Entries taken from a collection
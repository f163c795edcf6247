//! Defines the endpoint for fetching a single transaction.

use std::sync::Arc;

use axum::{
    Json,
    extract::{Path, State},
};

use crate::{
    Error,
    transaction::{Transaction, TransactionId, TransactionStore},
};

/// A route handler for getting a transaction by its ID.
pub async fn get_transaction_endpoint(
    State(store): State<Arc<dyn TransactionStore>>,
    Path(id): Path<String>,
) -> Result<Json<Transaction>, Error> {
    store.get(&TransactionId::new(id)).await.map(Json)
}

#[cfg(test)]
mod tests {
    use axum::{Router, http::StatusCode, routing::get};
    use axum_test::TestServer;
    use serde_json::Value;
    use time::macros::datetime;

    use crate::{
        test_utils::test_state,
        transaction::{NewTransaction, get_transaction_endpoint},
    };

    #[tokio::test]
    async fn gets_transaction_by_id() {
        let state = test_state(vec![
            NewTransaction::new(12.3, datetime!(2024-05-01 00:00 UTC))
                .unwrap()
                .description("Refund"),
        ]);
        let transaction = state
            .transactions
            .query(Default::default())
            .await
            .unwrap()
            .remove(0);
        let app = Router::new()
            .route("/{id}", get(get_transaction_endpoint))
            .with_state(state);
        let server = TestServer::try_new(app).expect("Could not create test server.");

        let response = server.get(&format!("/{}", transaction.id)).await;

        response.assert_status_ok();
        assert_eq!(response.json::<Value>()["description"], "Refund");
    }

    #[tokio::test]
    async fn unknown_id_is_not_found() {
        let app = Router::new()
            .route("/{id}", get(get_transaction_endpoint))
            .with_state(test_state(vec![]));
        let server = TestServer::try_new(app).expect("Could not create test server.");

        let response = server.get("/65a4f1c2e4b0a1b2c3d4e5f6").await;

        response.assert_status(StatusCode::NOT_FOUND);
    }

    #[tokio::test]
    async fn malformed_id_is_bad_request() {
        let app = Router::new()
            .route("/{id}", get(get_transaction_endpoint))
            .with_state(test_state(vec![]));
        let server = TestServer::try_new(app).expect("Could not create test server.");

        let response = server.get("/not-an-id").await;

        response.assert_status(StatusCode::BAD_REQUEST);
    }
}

**What needs to be done:**
Where a line of the data includes the string "Refund", list that line.

**Answer to this problem:**
                .description("Refund"),
        assert_eq!(response.json::<Value>()["description"], "Refund");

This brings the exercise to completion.